情報公開条例 未制定…道内は知内と乙部
update 2008/7/26 18:54
行政機関の資料や情報について、地域住民が開示請求することができる情報公開制度を規定した「情報公開条例」が制定されていない自治体は、全国でわずか9町村しかなく、道内では道南の知内町と乙部町だけになっていることが、25日分かった。知内町は「条例化するまでもなく、個人情報以外は通常の住民サービスとしてオープンにしている」としているが、地域住民からは「公開できる、できないの線引きがあいまい。住民の権利を軽視しているのでは」(知内町、50代の男性会社員)と疑問視する声も出ている。

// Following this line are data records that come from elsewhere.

//! Enumeration types used throughout the simulation.

use serde::{Deserialize, Serialize};

/// Which side an entity fights for. Decides which projectile pool it is
/// tested against.
#[derive(Debug, Clone, Copy, Default, PartialEq, Eq, Hash, Serialize, Deserialize)]
pub enum Faction {
    #[default]
    Player,
    Hostile,
}

impl Faction {
    pub fn opposing(self) -> Self {
        match self {
            Faction::Player => Faction::Hostile,
            Faction::Hostile => Faction::Player,
        }
    }
}

/// Visual/behavioral variant of a combat-capable entity. The discriminants
/// follow the sprite type codes used by the art assets.
#[derive(Debug, Clone, Copy, Default, PartialEq, Eq, Hash, Serialize, Deserialize)]
pub enum ShipClass {
    /// The player's ship.
    #[default]
    MainCharacter = 0,
    /// Standard hostile fighter.
    Fighter = 1,
    /// Small, fast hostile.
    Small = 2,
    /// Drifting proximity mine.
    Mine = 3,
    /// Large stationary structure.
    Structure = 4,
    /// Elite fighter.
    Elite = 5,
    /// Heavy gunship.
    Heavy = 6,
}

impl ShipClass {
    /// Blaster sprite used for projectiles fired by this class.
    pub fn projectile_skin(self) -> BlasterSkin {
        match self {
            ShipClass::MainCharacter => BlasterSkin::Blue,
            ShipClass::Fighter => BlasterSkin::Green,
            ShipClass::Small => BlasterSkin::Yellow,
            ShipClass::Mine => BlasterSkin::BlueMarine,
            ShipClass::Structure => BlasterSkin::Red,
            ShipClass::Elite => BlasterSkin::Purple,
            ShipClass::Heavy => BlasterSkin::Orange,
        }
    }

    /// Multiplier applied to the base blaster size.
    pub fn projectile_scale(self) -> f32 {
        match self {
            ShipClass::MainCharacter => 0.5,
            ShipClass::Fighter => 0.6,
            ShipClass::Small => 0.4,
            ShipClass::Mine => 0.4,
            ShipClass::Structure => 1.0,
            ShipClass::Elite => 0.7,
            ShipClass::Heavy => 0.8,
        }
    }
}

/// Blaster sprite colors available on the projectile sheet.
#[derive(Debug, Clone, Copy, PartialEq, Eq, Hash, Serialize, Deserialize)]
pub enum BlasterSkin {
    Green,
    BlueMarine,
    Yellow,
    Orange,
    Red,
    /// Also used for double shots.
    Purple,
    Blue,
}

/// Closed set of power-up kinds.
#[derive(Debug, Clone, Copy, PartialEq, Eq, PartialOrd, Ord, Hash, Serialize, Deserialize)]
pub enum PowerUpKind {
    /// Red: restores a fixed amount of health.
    HealSoft,
    /// Pink: restores a large amount of health.
    HealFull,
    /// Purple: temporary double shot.
    DoubleShot,
    /// Blue: shield restored to max.
    ShieldBoost,
    /// Yellow: temporary immunity.
    Immunity,
    /// White: temporary faster fire rate.
    RapidFire,
    /// Green: +armor, capped.
    ArmorBoost,
    /// White-green: permanent extra damage.
    DamageBoost,
}

impl PowerUpKind {
    pub const ALL: [PowerUpKind; 8] = [
        PowerUpKind::HealSoft,
        PowerUpKind::HealFull,
        PowerUpKind::DoubleShot,
        PowerUpKind::ShieldBoost,
        PowerUpKind::Immunity,
        PowerUpKind::RapidFire,
        PowerUpKind::ArmorBoost,
        PowerUpKind::DamageBoost,
    ];

    /// Source rectangle `(x, y, w, h)` on the power-up sprite sheet.
    pub fn sheet_rect(self) -> (u32, u32, u32, u32) {
        match self {
            PowerUpKind::HealSoft => (0, 0, 130, 130),
            PowerUpKind::HealFull => (129, 0, 130, 130),
            PowerUpKind::DoubleShot => (255, 0, 130, 130),
            PowerUpKind::ShieldBoost => (385, 0, 130, 130),
            PowerUpKind::Immunity => (0, 130, 130, 130),
            PowerUpKind::RapidFire => (129, 130, 130, 130),
            PowerUpKind::ArmorBoost => (255, 130, 130, 130),
            PowerUpKind::DamageBoost => (385, 130, 130, 130),
        }
    }

    /// The timed effect this power-up grants, if any.
    pub fn timed_effect(self) -> Option<EffectKind> {
        match self {
            PowerUpKind::DoubleShot => Some(EffectKind::DoubleShot),
            PowerUpKind::Immunity => Some(EffectKind::Immunity),
            PowerUpKind::RapidFire => Some(EffectKind::RapidFire),
            PowerUpKind::HealSoft
            | PowerUpKind::HealFull
            | PowerUpKind::ShieldBoost
            | PowerUpKind::ArmorBoost
            | PowerUpKind::DamageBoost => None,
        }
    }
}

/// Time-boxed status effects.
#[derive(Debug, Clone, Copy, PartialEq, Eq, Hash, Serialize, Deserialize)]
pub enum EffectKind {
    DoubleShot,
    Immunity,
    RapidFire,
}

/// Overall run state.
#[derive(Debug, Clone, Copy, Default, PartialEq, Eq, Serialize, Deserialize)]
pub enum GamePhase {
    /// Waiting for `StartGame`.
    #[default]
    Ready,
    Active,
    Paused,
    /// The player was destroyed.
    GameOver,
}
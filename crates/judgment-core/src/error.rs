//! Configuration errors.
//!
//! The simulation itself has no runtime error paths: bad states are
//! prevented by clamping. The only failures are a malformed tuning table,
//! which is a programming error and is rejected when the table is loaded.

use core::fmt;

use crate::enums::PowerUpKind;

#[derive(Clone, Debug, PartialEq)]
pub enum ConfigError {
    /// No effect entry for a power-up kind.
    MissingEffect { kind: PowerUpKind },
    /// Two effect entries for the same kind.
    DuplicateEffect { kind: PowerUpKind },
    /// A drop rate outside [0, 1] or not finite.
    InvalidDropRate { field: &'static str, value: f64 },
    /// Drop weights list a kind twice or are all zero.
    InvalidWeights { reason: &'static str },
    InvalidArmorCap { value: i32 },
    /// Power-up spawn bounds are reversed or not finite.
    InvalidSpawnRegion { min: f32, max: f32 },
    /// JSON could not be parsed into a config.
    Parse(String),
}

impl fmt::Display for ConfigError {
    fn fmt(&self, f: &mut fmt::Formatter<'_>) -> fmt::Result {
        match self {
            Self::MissingEffect { kind } => write!(f, "no effect configured for {kind:?}"),
            Self::DuplicateEffect { kind } => {
                write!(f, "effect for {kind:?} configured more than once")
            }
            Self::InvalidDropRate { field, value } => {
                write!(f, "drop rate {field} = {value} is outside [0, 1]")
            }
            Self::InvalidWeights { reason } => write!(f, "invalid drop weights: {reason}"),
            Self::InvalidArmorCap { value } => write!(f, "armor cap {value} must be >= 0"),
            Self::InvalidSpawnRegion { min, max } => {
                write!(f, "power-up spawn region [{min}, {max}] is empty")
            }
            Self::Parse(msg) => write!(f, "config parse error: {msg}"),
        }
    }
}

impl std::error::Error for ConfigError {}

impl From<serde_json::Error> for ConfigError {
    fn from(err: serde_json::Error) -> Self {
        Self::Parse(err.to_string())
    }
}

国の行政文書の開示義務を定めた情報公開法が1999年に成立し、2001年に施行された以降、全国自治体でも条例化が進んだ。総務省によると、昨年4月1日現在の全国自治体の条例制定率は99・3%に達している。全国的に積極的な情報公開制度の普及、利用が進む中、両町総務課では「条例制定に向けた検討を前向きに進めたい」としているが、まだ具体化はしていない。
知内町によると、役場窓口や各地区で毎年1月に行う地域懇話会などで町民と情報の共有を図っているため、これまでに町民から条例化の要望や問い合わはほぼ皆無だという。ただ、02年3月と9月の定例会一般質問で取り上げられ、「いつでも町の情報は公開していると言っているが、誰がどのように判断をしているのか」とする議員に対し、脇本哲也町長は「わが町はどこよりも情報公開は進んでいる。住民から町のデータはどうなっているのかと聞かれたら、個人情報を除いてはいつでも出さなければならない」と答えている。
ことし4月1日に知内町議会が議会の活性化と公開性を強める議会基本条例を制定、施行したことを受けて、町側も「情報公開の条例化は懸案事項の一つ」としている。
乙部町も同様に、従来のサービスの中で積極的に情報を公開していると説明。有線放送や機関紙、町政懇談会、町内会との連携などで町民と意思疎通を図っており、これまで条例化に向けた動きは特になかったという。
また、条例化となれば「請求手続きが煩雑となり、住民サービスの低下になりかねない」とし、条例化は前向きに検討しながらも、「これまで通り、不都合がないように町民と連携を取っていきたい」としている。
総務省は「自治体の規模にかかわらず条例制定は望ましい。あくまでも自主的な制定が基本だが、住民生活を考えれば、情報公開制度の必要性は増すはず」としている。
同省によると、道外の情報公開条例未制定の自治体は福井県池田町(本年度中に制定予定)、東京都利島村(検討中)と御蔵島村(検討中)、山梨県富士河口湖町(来年度施行予定)、山口県上関町(検討中)、沖縄県与那国町(検討中)と北大東村(本年度中に制定予定)。
同省は8月上旬にも本年度の情報公開条例の制定状況を公表する。